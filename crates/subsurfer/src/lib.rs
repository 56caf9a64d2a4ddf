pub mod config;
pub mod dns;
pub mod error;
pub mod events;
pub mod model;
pub mod modules;
pub mod scan;
pub mod takeover;
pub mod utils;

pub use error::{Error, Result};
pub use model::{AdapterResult, Domain, Finding, HostnameSet, ScanReport};
pub use scan::{scan, Discovery, ScanRequest};
pub use takeover::TakeoverVerifier;
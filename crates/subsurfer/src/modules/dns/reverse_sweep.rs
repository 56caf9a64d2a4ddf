use crate::dns::{trim_name, DnsResolver};
use crate::model::Domain;
use crate::modules::subdomains::SubdomainModule;
use crate::modules::{Module, ModuleKind};
use crate::Result;
use async_trait::async_trait;
use futures::{stream, StreamExt};
use std::collections::{BTreeSet, HashSet};
use std::net::{IpAddr, Ipv4Addr};
use tracing::{debug, instrument, trace};

// region:        --- Module info

pub struct ReverseSweep {
    dns_resolver: DnsResolver,
    prefix_len: u8,
    concurrency: usize,
}

impl ReverseSweep {
    pub fn new(dns_resolver: DnsResolver, prefix_len: u8, concurrency: usize) -> Self {
        Self {
            dns_resolver,
            prefix_len,
            concurrency,
        }
    }

    /// IPv4 networks hosting the apex and `www.` records.
    async fn seed_networks(&self, domain: &Domain) -> BTreeSet<Ipv4Addr> {
        let mut networks = BTreeSet::new();
        for host in [domain.to_string(), format!("www.{}", domain)] {
            match self.dns_resolver.lookup_ip(host.as_str()).await {
                Ok(lookup_ip) => {
                    for ip in lookup_ip.iter() {
                        if let IpAddr::V4(ip) = ip {
                            networks.insert(network_of(ip, self.prefix_len));
                        }
                    }
                }
                Err(err) => trace!("{}: {}", host, err),
            }
        }
        networks
    }
}

impl Module for ReverseSweep {
    fn name(&self) -> String {
        "dns/reverse_sweep".to_string()
    }

    fn description(&self) -> String {
        "Reverse lookup the networks around the target's addresses".to_string()
    }
}

// endregion:     --- Module info

fn network_of(ip: Ipv4Addr, prefix_len: u8) -> Ipv4Addr {
    let prefix_len = prefix_len.min(32);
    let mask = u32::MAX.checked_shl(32 - prefix_len as u32).unwrap_or(0);
    Ipv4Addr::from(u32::from(ip) & mask)
}

fn sweep_range(network: Ipv4Addr, prefix_len: u8) -> impl Iterator<Item = Ipv4Addr> {
    let size = 1u32 << (32 - prefix_len.min(32) as u32).min(31);
    let base = u32::from(network);
    (0..size).map(move |offset| Ipv4Addr::from(base.wrapping_add(offset)))
}

#[async_trait]
impl SubdomainModule for ReverseSweep {
    fn kind(&self) -> ModuleKind {
        ModuleKind::Active
    }

    #[instrument(name = "enumerate", level = "debug", fields(module = %self.name()), skip_all)]
    async fn enumerate(&self, domain: &Domain) -> Result<Vec<String>> {
        let networks = self.seed_networks(domain).await;
        debug!("{} networks to sweep (/{})", networks.len(), self.prefix_len);

        let addresses: Vec<Ipv4Addr> = networks
            .into_iter()
            .flat_map(|network| sweep_range(network, self.prefix_len))
            .collect();

        let names: HashSet<String> = stream::iter(addresses)
            .map(|ip| {
                let dns_resolver = &self.dns_resolver;
                async move {
                    match dns_resolver.reverse_lookup(IpAddr::V4(ip)).await {
                        Ok(lookup) => lookup
                            .iter()
                            .map(|ptr| trim_name(&ptr.to_string()))
                            .inspect(|name| trace!("{} -> {}", ip, name))
                            .collect::<Vec<String>>(),
                        Err(_) => Vec::new(),
                    }
                }
            })
            .buffer_unordered(self.concurrency)
            .flat_map(stream::iter)
            .collect()
            .await;

        debug!("{} collected", names.len());
        Ok(names.into_iter().collect())
    }
}

#[cfg(test)]
mod tests {
    use super::{network_of, sweep_range};
    use std::net::Ipv4Addr;

    #[test]
    fn network_masks_host_bits() {
        let ip = Ipv4Addr::new(93, 184, 216, 34);

        assert_eq!(network_of(ip, 24), Ipv4Addr::new(93, 184, 216, 0));
        assert_eq!(network_of(ip, 28), Ipv4Addr::new(93, 184, 216, 32));
        assert_eq!(network_of(ip, 32), ip);
    }

    #[test]
    fn range_covers_network() {
        let range: Vec<Ipv4Addr> = sweep_range(Ipv4Addr::new(10, 0, 0, 16), 28).collect();

        assert_eq!(range.len(), 16);
        assert_eq!(range.first(), Some(&Ipv4Addr::new(10, 0, 0, 16)));
        assert_eq!(range.last(), Some(&Ipv4Addr::new(10, 0, 0, 31)));
        assert_eq!(sweep_range(Ipv4Addr::new(10, 0, 0, 1), 32).count(), 1);
    }
}
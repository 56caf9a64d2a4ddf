use super::SubdomainModule;
use crate::model::Domain;
use crate::modules::{send_request, success_body, Module};
use crate::Result;
use async_trait::async_trait;
use reqwest::{header, Client};
use serde::Deserialize;
use tracing::{debug, instrument};

// region:        --- Module info

pub struct MerkleMap {
    http_client: Client,
}

impl MerkleMap {
    pub fn new(http_client: Client) -> Self {
        Self { http_client }
    }
}

impl Module for MerkleMap {
    fn name(&self) -> String {
        "subdomains/merklemap".to_string()
    }

    fn description(&self) -> String {
        "Use MerkleMap certificate search to find subdomains".to_string()
    }
}

// endregion:     --- Module info

#[derive(Debug, Deserialize)]
struct SearchResponse {
    #[serde(default)]
    results: Vec<SearchEntry>,
}

#[derive(Debug, Deserialize)]
struct SearchEntry {
    hostname: Option<String>,
    subject_common_name: Option<String>,
}

fn parse_search(body: &str) -> Result<Vec<String>> {
    let response: SearchResponse = serde_json::from_str(body)?;

    Ok(response
        .results
        .into_iter()
        .flat_map(|entry| [entry.hostname, entry.subject_common_name])
        .flatten()
        .collect())
}

#[async_trait]
impl SubdomainModule for MerkleMap {
    #[instrument(name = "enumerate", level = "debug", fields(module = %self.name()), skip_all)]
    async fn enumerate(&self, domain: &Domain) -> Result<Vec<String>> {
        let url = "https://api.merklemap.com/v1-webui/search-noauth";
        let query = format!("*.{}", domain);
        let request = self
            .http_client
            .get(url)
            .query(&[("query", query.as_str()), ("page", "0")])
            .header(header::ACCEPT, "*/*")
            .header(header::ORIGIN, "https://www.merklemap.com")
            .header(header::REFERER, "https://www.merklemap.com/");
        let res = send_request(request, url).await?;
        let body = success_body(res, self.name()).await?;

        let subdomains = parse_search(&body)?;
        debug!("{} collected", subdomains.len());
        Ok(subdomains)
    }
}

#[cfg(test)]
mod tests {
    use super::parse_search;
    use crate::model::{Domain, HostnameSet};

    #[test]
    fn collect_hostnames_and_common_names() {
        let body = r#"{
            "count": 2,
            "results": [
                {"hostname": "api.example.com", "subject_common_name": "*.example.com"},
                {"hostname": "vpn.example.com", "subject_common_name": null},
                {"subject_common_name": "other.org"}
            ]
        }"#;

        let domain = Domain::parse("example.com").unwrap();
        let hostnames = HostnameSet::from_candidates(&domain, parse_search(body).unwrap());

        assert_eq!(
            hostnames.sorted(),
            vec!["api.example.com", "example.com", "vpn.example.com"]
        );
    }
}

* _Brief_: Could you report every line of the material that contains the string "match"?

* _Written reply_:
            match self.dns_resolver.lookup_ip(host.as_str()).await {
                    match dns_resolver.reverse_lookup(IpAddr::V4(ip)).await {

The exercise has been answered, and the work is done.